The task
Find the word "title" in the records below. List each line containing it.

==== Source data

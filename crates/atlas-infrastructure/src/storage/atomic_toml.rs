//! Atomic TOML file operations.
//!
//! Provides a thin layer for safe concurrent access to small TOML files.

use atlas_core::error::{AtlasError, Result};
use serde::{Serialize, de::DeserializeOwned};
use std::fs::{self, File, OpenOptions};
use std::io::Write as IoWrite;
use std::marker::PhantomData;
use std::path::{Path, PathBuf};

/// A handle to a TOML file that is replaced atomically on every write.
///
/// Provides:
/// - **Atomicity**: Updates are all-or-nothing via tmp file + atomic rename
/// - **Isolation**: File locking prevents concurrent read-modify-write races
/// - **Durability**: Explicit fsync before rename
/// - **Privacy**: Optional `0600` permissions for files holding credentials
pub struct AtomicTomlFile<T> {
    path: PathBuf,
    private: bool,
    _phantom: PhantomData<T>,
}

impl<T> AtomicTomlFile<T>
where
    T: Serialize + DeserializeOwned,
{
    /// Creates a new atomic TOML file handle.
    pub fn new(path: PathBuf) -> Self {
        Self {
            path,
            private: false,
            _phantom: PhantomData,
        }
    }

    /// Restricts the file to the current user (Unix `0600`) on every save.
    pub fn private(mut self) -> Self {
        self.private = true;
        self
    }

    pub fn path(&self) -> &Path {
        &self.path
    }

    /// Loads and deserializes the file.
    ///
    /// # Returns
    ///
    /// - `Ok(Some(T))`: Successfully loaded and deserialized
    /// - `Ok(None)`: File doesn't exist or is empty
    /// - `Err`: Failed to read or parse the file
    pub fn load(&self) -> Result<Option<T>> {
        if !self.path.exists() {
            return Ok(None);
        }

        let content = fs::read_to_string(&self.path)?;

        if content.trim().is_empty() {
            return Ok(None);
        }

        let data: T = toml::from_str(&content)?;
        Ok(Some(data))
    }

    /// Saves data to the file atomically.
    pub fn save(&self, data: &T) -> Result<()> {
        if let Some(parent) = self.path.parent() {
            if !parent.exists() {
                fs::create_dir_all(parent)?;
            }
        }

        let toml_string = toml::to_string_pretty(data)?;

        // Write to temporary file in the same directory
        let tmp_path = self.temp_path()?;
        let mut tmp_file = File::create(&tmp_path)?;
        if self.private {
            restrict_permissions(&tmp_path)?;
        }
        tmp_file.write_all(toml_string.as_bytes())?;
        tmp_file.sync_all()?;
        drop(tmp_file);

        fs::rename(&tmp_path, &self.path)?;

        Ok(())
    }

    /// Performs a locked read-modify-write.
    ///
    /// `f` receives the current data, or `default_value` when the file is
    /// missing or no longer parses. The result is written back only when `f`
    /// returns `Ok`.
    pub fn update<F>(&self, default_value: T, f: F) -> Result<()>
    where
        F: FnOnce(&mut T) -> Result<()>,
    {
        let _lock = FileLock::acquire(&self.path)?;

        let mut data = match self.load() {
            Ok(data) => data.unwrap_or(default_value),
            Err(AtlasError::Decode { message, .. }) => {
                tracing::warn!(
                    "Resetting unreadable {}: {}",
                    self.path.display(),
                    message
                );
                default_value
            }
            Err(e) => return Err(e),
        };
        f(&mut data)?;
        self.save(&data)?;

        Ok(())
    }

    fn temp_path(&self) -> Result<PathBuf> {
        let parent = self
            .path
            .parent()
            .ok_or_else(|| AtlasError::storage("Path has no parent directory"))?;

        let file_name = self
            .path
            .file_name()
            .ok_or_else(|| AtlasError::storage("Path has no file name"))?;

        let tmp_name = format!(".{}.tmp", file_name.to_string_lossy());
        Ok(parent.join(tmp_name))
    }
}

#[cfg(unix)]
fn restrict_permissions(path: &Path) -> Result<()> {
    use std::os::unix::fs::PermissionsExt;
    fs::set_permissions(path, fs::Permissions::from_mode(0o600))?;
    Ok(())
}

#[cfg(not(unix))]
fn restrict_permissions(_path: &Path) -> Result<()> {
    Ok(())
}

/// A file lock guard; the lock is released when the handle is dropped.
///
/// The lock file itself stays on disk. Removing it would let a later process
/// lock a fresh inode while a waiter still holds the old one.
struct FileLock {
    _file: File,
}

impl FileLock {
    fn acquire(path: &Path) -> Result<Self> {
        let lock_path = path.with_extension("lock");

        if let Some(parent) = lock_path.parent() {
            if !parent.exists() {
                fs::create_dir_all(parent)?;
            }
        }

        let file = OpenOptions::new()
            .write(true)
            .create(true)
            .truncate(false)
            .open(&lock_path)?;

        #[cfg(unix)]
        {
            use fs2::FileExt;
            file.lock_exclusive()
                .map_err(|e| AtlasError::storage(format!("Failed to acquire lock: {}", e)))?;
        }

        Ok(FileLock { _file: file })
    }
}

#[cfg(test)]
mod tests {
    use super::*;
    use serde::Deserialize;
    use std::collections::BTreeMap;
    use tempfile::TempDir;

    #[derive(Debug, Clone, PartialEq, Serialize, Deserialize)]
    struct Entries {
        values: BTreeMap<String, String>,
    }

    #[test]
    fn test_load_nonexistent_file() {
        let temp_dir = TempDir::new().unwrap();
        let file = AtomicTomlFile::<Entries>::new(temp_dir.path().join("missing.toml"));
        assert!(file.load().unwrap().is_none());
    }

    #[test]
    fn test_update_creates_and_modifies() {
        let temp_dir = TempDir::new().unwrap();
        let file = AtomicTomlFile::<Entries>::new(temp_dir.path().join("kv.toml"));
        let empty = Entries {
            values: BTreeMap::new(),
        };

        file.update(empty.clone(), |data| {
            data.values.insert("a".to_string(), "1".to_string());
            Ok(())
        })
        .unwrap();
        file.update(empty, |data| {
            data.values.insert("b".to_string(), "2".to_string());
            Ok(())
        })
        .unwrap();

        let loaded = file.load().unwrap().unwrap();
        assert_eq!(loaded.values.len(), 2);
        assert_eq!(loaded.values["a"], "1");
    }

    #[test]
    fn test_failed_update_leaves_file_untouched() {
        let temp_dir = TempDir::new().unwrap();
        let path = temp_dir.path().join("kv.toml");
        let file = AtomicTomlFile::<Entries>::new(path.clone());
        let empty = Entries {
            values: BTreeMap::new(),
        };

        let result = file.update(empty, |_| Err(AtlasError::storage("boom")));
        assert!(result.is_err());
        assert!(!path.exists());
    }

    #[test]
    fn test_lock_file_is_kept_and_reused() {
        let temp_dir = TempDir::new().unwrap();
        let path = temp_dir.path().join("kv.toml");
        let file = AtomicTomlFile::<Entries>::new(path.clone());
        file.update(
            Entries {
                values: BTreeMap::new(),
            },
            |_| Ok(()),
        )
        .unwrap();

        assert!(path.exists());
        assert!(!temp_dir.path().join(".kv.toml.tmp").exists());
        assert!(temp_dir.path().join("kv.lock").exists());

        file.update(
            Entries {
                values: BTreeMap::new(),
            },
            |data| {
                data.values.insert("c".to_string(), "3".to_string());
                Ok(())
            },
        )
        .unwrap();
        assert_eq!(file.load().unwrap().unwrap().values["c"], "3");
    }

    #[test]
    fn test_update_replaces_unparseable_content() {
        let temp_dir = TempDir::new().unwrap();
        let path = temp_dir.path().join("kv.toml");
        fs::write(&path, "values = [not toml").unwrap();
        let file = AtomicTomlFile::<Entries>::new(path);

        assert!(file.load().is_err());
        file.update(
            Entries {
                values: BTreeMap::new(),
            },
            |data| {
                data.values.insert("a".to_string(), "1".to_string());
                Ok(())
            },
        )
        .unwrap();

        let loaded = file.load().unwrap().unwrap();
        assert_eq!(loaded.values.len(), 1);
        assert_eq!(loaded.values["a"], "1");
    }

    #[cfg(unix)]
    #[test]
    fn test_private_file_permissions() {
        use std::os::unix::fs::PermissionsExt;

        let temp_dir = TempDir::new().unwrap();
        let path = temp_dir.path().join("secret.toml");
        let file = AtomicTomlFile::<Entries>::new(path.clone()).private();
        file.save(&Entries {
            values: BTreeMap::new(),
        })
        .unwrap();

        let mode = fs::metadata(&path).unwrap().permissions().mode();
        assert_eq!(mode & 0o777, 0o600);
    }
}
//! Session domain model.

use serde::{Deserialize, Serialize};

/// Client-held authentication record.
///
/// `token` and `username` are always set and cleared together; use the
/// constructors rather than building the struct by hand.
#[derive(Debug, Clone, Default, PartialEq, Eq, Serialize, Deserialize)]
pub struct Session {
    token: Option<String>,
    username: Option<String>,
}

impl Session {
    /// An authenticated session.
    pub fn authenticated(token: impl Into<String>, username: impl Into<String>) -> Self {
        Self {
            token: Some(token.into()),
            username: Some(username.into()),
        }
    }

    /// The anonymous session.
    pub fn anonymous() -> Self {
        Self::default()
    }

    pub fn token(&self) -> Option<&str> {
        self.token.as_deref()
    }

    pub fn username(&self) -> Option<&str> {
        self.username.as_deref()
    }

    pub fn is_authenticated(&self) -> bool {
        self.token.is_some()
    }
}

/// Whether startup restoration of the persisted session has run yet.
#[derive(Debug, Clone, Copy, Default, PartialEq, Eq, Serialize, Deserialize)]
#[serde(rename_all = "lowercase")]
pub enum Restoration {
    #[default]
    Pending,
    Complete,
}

========
==== Source data

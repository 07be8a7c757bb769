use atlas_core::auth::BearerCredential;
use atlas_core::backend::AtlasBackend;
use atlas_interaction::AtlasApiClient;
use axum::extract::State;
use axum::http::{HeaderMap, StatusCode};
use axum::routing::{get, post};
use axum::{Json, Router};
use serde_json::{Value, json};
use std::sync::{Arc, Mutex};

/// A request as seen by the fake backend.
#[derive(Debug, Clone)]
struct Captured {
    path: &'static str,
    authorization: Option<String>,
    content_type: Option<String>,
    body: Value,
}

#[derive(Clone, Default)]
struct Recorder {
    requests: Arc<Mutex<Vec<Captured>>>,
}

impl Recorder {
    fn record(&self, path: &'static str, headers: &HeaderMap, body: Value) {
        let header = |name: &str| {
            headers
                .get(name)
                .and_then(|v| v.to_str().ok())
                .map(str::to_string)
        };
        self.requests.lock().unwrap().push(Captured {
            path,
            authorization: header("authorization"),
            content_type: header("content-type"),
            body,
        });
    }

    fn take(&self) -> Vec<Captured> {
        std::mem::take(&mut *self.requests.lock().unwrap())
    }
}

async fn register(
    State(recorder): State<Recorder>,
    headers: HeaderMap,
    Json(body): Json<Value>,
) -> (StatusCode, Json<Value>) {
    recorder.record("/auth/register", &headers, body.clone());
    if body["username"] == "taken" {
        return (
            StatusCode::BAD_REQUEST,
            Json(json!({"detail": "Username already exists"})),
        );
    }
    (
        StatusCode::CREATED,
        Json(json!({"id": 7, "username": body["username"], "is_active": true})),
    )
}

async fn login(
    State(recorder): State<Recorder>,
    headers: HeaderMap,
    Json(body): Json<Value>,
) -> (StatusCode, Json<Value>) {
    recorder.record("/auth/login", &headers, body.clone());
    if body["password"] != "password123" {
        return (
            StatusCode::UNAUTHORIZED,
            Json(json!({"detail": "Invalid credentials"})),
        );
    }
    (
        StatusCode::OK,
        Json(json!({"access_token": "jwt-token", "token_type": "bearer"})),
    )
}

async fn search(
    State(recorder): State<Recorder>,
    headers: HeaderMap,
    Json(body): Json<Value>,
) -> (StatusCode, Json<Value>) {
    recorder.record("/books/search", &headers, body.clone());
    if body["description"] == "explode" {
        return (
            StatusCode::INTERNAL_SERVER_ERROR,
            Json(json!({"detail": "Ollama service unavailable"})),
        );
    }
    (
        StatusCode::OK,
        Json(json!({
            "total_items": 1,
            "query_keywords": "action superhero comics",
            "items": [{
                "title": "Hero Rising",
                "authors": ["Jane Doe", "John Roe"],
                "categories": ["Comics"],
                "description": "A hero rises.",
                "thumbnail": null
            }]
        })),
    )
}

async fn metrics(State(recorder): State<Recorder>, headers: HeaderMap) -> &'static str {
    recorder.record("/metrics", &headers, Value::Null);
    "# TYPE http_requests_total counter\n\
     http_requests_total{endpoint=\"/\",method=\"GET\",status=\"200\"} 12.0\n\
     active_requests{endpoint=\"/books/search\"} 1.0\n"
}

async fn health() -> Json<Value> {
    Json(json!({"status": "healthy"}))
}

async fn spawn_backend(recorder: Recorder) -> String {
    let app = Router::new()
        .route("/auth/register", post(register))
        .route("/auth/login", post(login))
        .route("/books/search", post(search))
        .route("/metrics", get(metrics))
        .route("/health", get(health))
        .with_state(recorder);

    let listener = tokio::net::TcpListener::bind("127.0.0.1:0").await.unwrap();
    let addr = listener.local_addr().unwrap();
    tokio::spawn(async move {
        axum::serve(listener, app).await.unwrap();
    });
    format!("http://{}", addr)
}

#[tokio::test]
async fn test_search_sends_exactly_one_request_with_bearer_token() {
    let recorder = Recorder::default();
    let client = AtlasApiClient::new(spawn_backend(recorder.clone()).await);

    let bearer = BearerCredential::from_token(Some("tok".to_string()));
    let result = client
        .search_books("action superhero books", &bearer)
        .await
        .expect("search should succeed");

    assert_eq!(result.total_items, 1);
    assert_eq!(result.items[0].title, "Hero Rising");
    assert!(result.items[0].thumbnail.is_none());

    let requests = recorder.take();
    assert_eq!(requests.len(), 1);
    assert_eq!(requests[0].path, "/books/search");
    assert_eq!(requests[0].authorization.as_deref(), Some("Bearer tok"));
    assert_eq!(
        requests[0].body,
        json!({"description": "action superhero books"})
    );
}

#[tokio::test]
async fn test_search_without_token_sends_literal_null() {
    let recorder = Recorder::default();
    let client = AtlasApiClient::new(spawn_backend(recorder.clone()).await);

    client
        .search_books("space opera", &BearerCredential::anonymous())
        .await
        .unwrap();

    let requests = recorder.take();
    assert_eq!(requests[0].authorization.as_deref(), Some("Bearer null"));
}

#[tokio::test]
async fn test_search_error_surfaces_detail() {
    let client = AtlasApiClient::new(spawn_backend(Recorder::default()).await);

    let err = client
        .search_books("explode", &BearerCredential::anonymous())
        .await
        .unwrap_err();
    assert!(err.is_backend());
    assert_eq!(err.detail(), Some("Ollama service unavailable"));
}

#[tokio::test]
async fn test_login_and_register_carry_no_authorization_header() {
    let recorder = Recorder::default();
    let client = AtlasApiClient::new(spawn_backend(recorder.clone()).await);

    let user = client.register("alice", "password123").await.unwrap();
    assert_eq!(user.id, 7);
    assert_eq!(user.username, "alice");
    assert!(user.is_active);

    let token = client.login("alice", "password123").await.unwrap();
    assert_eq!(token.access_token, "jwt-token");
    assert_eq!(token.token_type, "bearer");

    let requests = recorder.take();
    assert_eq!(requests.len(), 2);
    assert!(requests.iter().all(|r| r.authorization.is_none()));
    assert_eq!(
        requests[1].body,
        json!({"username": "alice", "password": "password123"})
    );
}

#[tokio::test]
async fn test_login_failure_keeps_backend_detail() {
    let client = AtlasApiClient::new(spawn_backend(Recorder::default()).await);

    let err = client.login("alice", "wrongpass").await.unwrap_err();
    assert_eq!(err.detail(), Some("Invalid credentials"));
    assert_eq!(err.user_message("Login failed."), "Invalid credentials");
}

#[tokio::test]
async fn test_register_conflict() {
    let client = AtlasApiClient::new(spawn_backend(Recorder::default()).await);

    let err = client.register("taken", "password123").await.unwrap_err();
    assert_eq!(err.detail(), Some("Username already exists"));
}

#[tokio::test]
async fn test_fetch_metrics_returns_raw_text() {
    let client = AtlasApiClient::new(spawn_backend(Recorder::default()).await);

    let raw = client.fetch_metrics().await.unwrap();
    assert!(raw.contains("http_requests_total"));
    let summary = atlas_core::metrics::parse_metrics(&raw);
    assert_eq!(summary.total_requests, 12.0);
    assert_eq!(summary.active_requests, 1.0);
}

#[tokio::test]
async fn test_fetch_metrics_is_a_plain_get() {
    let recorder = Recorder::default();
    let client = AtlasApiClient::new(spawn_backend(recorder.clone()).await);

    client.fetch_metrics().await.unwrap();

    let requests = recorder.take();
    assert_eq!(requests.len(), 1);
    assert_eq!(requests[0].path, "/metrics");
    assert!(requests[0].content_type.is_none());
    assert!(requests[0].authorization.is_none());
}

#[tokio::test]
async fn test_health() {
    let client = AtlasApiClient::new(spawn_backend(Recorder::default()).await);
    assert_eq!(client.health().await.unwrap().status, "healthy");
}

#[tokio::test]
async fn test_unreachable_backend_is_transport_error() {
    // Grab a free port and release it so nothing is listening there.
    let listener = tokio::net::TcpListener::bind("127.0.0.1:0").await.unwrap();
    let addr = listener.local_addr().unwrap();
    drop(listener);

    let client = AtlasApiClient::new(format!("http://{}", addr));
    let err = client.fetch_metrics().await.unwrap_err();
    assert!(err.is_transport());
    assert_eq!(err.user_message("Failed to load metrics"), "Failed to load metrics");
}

========

The completed task
                "title": "Hero Rising",
    assert_eq!(result.items[0].title, "Hero Rising");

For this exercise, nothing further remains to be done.